Please return every line in the following data that includes the string "LaunchArgumentsQuery".
==================================================
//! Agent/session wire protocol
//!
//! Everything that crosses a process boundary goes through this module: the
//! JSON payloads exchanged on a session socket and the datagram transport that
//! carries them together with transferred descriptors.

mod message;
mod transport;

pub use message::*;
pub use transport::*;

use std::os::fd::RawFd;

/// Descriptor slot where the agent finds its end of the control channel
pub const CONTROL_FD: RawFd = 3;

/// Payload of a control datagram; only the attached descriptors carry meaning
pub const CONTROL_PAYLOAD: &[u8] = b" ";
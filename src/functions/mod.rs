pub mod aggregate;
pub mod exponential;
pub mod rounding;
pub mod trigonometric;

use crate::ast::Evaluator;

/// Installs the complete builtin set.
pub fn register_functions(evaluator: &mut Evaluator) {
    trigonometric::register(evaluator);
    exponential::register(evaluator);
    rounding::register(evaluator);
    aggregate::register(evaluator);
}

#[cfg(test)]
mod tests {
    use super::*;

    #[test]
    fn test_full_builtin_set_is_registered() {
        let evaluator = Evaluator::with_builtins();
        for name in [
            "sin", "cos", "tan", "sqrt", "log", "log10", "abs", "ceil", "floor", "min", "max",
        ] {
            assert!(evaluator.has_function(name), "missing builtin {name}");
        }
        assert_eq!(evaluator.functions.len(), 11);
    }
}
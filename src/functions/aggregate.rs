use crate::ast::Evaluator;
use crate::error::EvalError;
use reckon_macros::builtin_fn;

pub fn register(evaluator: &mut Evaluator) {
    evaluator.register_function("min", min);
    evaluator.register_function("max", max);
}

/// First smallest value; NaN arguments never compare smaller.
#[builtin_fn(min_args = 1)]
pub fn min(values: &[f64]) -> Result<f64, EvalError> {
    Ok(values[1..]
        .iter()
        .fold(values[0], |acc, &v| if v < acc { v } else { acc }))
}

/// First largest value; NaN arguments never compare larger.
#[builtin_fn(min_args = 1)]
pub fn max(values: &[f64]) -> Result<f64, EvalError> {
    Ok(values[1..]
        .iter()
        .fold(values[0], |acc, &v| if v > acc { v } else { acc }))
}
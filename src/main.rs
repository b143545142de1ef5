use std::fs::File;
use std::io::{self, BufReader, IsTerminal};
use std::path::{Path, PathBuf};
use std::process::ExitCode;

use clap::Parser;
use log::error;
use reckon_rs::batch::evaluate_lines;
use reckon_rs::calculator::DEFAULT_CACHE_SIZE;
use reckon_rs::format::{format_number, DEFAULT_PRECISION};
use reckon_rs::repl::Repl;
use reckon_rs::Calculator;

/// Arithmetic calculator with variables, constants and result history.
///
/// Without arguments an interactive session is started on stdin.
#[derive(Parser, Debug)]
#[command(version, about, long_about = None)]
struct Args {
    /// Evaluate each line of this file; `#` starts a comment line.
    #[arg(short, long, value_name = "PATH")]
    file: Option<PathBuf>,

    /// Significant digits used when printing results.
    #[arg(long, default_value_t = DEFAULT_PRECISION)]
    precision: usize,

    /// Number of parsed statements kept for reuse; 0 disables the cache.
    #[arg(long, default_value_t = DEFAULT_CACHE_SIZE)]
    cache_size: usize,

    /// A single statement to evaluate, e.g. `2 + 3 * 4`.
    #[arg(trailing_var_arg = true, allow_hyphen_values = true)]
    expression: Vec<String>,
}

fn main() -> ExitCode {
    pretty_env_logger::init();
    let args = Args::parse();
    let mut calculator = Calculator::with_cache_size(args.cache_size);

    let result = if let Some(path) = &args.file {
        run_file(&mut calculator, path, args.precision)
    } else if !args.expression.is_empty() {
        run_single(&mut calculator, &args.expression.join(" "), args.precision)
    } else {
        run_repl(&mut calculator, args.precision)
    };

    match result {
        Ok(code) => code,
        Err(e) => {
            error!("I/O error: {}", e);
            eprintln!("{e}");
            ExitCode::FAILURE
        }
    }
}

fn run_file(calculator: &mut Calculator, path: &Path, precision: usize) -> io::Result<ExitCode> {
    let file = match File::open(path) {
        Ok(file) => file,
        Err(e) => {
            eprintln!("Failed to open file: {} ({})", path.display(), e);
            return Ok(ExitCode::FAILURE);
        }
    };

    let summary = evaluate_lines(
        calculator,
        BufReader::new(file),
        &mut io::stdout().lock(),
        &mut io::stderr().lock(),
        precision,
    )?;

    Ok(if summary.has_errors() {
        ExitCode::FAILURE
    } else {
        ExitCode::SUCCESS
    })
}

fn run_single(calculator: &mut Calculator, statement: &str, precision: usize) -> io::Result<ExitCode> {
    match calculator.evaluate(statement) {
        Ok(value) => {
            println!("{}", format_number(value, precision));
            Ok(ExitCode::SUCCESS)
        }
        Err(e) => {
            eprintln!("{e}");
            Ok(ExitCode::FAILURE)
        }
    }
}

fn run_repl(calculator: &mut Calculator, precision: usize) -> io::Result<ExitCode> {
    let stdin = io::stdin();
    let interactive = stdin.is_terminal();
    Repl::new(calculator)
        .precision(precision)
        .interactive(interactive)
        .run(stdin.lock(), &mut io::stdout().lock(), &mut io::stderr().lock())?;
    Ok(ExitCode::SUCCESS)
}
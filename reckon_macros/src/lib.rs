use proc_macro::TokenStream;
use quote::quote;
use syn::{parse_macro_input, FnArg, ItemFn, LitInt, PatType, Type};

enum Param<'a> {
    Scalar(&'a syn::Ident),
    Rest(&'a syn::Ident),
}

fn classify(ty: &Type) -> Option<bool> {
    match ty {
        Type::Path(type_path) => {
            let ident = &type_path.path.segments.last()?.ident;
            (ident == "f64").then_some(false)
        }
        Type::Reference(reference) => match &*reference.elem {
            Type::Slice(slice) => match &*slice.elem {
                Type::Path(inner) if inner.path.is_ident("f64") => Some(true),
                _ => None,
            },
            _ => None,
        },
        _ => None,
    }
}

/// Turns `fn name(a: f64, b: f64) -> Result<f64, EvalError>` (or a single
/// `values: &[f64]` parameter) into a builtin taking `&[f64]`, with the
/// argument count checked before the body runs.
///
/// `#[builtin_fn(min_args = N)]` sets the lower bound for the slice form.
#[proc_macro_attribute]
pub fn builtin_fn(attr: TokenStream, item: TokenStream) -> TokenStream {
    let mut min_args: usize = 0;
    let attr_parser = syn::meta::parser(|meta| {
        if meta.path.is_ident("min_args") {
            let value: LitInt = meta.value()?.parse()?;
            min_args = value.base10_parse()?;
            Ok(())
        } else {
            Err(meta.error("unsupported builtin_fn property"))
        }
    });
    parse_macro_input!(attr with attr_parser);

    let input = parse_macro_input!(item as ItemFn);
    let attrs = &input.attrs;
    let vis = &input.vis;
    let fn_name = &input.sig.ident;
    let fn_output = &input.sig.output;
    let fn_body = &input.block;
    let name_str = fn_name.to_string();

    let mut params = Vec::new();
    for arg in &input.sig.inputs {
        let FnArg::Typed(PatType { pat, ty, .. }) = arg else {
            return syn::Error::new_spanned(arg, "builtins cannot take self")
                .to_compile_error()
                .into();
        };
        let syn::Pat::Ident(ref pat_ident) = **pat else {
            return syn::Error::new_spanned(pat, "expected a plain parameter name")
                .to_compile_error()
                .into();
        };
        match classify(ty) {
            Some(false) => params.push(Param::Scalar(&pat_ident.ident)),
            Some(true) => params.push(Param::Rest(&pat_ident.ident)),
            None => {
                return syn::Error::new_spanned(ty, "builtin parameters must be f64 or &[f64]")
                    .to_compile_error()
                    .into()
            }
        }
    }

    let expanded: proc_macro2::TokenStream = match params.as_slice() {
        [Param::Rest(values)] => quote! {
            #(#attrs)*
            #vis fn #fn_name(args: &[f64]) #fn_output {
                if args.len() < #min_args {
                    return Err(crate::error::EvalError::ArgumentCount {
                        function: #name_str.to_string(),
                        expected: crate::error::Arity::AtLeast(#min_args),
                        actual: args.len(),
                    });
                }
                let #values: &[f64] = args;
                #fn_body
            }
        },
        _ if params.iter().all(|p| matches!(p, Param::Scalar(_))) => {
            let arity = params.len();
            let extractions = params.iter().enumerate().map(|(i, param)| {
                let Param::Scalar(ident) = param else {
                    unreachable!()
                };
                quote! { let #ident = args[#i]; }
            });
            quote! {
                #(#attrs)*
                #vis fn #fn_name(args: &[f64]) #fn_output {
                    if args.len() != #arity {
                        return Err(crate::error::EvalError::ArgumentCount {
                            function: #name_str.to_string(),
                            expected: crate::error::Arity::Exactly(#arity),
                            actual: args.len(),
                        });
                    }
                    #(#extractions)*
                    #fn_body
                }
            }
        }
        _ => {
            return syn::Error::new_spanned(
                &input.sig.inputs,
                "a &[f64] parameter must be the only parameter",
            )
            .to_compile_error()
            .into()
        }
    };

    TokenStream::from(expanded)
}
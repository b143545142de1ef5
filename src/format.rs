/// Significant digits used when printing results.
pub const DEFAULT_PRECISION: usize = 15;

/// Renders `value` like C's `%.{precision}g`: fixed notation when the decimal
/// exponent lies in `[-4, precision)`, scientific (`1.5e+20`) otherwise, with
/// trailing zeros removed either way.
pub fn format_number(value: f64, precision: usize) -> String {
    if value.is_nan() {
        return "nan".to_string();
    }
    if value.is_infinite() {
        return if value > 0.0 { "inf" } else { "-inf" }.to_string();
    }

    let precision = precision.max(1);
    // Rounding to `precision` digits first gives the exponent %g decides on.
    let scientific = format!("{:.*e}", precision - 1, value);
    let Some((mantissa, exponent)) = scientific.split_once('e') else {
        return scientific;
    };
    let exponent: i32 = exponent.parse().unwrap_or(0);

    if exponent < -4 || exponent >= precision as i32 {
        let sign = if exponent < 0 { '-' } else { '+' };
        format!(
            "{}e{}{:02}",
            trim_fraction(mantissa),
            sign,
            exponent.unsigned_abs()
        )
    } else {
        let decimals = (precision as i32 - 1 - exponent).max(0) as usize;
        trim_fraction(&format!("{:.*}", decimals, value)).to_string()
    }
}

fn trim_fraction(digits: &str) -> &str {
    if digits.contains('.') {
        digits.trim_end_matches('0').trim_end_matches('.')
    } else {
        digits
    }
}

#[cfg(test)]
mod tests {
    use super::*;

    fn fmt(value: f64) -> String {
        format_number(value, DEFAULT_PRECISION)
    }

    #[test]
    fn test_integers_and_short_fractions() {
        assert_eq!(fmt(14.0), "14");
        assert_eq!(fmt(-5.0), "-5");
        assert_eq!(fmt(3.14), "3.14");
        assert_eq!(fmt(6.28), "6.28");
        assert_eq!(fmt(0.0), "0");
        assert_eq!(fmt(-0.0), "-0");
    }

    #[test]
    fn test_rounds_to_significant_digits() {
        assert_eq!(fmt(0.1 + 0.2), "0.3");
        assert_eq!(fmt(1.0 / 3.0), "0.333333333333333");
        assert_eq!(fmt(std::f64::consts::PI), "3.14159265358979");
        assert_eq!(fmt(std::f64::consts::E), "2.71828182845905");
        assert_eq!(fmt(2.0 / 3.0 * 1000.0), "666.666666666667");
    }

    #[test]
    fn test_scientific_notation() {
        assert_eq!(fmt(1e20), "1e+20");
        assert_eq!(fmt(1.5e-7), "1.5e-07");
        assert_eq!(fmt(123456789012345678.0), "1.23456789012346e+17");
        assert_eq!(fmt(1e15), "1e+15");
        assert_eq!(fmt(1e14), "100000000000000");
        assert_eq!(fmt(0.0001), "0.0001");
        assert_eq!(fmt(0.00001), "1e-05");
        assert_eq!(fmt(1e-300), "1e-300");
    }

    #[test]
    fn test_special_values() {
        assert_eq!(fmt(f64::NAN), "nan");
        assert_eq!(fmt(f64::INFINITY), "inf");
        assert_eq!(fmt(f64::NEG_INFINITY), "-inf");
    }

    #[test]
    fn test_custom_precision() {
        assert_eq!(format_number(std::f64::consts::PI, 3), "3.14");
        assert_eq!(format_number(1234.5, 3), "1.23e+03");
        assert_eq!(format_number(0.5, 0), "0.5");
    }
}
==================================================
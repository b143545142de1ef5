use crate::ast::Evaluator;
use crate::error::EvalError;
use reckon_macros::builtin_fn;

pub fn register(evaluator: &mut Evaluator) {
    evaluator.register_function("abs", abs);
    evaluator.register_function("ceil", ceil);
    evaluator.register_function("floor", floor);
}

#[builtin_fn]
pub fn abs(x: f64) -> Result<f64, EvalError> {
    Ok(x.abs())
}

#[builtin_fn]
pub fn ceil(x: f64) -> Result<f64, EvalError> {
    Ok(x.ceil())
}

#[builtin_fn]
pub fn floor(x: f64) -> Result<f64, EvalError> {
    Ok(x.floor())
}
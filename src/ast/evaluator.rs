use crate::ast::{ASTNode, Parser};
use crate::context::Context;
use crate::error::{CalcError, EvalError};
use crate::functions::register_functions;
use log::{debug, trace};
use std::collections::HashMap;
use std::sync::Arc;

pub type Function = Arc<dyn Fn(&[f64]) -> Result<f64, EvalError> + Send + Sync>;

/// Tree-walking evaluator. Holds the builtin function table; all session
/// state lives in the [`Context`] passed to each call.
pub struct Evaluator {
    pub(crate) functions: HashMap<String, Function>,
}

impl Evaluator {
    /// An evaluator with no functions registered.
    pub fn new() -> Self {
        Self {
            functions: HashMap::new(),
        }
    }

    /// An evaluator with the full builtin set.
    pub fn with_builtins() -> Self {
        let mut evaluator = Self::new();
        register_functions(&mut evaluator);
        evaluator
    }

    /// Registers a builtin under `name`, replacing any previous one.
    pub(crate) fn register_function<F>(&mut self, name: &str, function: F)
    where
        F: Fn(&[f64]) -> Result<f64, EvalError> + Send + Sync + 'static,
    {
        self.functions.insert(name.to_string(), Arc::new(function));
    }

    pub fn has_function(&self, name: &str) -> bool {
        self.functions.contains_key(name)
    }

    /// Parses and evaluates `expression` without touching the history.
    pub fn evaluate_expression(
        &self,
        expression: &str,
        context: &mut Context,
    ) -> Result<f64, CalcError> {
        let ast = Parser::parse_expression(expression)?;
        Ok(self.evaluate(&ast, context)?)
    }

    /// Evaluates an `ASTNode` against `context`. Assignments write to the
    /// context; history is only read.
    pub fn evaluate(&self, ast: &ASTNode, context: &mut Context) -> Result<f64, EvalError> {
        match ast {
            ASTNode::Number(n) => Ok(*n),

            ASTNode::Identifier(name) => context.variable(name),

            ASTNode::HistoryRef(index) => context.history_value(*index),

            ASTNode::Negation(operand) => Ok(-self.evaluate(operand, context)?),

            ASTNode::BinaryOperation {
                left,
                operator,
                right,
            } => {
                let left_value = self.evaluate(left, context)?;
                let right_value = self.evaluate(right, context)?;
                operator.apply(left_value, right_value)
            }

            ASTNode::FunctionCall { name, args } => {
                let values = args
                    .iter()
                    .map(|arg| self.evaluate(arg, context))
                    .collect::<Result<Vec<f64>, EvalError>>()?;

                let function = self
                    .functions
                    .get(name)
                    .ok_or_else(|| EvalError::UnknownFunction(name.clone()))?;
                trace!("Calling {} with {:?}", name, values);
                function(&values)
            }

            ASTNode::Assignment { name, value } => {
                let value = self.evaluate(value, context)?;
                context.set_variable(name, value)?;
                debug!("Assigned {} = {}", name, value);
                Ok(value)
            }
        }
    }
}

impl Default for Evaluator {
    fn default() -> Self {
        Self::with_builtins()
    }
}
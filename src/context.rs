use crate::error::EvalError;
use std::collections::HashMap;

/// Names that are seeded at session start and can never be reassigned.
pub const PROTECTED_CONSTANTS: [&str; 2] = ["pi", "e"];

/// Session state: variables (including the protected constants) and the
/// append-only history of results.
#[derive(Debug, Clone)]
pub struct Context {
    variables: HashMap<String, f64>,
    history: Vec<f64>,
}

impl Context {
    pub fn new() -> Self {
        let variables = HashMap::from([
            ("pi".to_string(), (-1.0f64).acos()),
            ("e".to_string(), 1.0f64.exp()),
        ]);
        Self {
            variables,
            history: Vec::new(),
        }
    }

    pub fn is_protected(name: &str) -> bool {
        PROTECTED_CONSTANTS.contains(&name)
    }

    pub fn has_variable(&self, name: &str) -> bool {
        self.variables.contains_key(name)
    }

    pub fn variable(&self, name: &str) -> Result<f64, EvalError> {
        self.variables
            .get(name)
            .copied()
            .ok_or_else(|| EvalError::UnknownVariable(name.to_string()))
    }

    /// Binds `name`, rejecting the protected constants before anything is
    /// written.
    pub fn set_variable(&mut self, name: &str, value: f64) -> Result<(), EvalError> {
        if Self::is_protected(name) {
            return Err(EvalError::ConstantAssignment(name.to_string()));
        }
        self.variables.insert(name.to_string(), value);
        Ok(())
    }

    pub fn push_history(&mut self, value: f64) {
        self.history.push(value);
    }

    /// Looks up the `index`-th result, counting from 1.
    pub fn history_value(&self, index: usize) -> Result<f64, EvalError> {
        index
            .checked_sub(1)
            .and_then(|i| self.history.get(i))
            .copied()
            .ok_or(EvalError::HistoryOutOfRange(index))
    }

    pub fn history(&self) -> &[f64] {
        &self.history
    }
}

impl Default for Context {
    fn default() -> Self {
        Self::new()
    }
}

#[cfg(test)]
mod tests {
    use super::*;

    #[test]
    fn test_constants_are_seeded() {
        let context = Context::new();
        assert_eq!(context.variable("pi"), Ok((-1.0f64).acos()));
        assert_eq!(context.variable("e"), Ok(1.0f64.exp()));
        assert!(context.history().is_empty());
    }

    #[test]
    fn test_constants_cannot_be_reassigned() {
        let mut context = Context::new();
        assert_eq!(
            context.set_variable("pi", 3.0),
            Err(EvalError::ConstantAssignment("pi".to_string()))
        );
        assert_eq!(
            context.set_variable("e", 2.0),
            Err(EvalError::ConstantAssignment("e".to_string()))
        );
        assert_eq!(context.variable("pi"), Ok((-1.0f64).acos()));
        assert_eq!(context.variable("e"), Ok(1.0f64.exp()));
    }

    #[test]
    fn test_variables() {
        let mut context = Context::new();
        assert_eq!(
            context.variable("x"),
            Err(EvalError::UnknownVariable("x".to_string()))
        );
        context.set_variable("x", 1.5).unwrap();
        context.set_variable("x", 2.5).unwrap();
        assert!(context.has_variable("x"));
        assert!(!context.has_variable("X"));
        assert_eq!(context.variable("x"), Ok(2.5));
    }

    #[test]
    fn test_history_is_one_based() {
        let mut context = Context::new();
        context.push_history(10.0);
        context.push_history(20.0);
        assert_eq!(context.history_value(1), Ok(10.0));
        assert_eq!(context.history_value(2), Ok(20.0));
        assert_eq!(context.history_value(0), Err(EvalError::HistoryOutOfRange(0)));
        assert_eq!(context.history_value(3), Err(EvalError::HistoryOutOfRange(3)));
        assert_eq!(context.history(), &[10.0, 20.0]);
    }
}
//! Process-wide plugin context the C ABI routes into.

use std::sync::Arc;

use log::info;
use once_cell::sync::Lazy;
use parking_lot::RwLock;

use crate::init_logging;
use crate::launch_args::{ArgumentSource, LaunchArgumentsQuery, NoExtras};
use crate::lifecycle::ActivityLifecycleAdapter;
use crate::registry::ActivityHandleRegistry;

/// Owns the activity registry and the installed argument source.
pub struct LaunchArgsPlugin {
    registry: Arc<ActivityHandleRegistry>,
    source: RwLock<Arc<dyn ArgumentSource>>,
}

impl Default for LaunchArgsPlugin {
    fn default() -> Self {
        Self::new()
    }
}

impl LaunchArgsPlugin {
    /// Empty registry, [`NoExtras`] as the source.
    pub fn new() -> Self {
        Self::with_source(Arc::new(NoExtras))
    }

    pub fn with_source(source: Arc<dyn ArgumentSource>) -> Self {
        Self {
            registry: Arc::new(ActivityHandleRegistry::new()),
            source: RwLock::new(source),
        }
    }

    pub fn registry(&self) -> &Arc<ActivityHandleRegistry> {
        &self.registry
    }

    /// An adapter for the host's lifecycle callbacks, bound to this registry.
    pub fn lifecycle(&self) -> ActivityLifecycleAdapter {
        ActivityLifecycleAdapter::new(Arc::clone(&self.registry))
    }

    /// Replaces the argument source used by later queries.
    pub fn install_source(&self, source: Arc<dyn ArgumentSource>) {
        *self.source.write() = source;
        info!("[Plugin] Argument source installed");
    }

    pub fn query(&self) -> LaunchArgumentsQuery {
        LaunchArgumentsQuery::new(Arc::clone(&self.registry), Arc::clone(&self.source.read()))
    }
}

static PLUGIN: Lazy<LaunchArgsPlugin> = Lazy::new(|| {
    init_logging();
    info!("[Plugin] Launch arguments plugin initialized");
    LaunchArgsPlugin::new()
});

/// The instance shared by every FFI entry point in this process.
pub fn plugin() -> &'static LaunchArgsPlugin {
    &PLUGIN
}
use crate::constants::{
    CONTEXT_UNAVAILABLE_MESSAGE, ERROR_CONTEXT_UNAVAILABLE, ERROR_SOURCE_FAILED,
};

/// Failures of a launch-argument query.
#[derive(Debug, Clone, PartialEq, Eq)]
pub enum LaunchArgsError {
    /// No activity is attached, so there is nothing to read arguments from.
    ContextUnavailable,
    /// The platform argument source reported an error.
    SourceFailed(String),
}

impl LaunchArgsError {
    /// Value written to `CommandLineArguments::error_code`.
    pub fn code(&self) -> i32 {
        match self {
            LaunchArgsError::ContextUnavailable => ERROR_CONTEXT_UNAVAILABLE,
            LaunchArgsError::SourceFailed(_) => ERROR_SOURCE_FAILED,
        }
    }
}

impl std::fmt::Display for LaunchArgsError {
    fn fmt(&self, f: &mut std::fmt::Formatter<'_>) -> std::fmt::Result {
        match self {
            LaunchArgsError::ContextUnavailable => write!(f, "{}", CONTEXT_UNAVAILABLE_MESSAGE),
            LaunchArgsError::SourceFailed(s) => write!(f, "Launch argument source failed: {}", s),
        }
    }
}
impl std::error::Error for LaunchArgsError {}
==================================================
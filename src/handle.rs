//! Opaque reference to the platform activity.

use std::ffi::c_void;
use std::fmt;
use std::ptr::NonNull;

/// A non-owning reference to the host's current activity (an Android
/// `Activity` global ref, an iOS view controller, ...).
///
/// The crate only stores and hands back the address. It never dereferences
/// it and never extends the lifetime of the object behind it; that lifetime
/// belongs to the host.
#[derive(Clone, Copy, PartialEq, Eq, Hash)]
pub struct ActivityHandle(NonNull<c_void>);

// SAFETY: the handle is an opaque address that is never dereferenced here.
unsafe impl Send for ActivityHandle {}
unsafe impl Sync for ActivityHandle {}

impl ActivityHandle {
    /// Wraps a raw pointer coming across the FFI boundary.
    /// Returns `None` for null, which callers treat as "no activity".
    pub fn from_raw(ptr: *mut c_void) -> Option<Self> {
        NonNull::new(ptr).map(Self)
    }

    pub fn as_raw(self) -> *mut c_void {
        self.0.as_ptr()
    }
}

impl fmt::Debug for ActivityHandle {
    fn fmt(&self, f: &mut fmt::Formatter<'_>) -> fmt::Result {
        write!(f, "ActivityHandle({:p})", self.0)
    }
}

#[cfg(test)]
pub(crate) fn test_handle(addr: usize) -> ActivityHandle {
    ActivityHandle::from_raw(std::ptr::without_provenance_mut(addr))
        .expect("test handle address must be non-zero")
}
==================================================
● **Task result**
use crate::launch_args::{ArgumentSource, LaunchArgumentsQuery, NoExtras};
    pub fn query(&self) -> LaunchArgumentsQuery {
        LaunchArgumentsQuery::new(Arc::clone(&self.registry), Arc::clone(&self.source.read()))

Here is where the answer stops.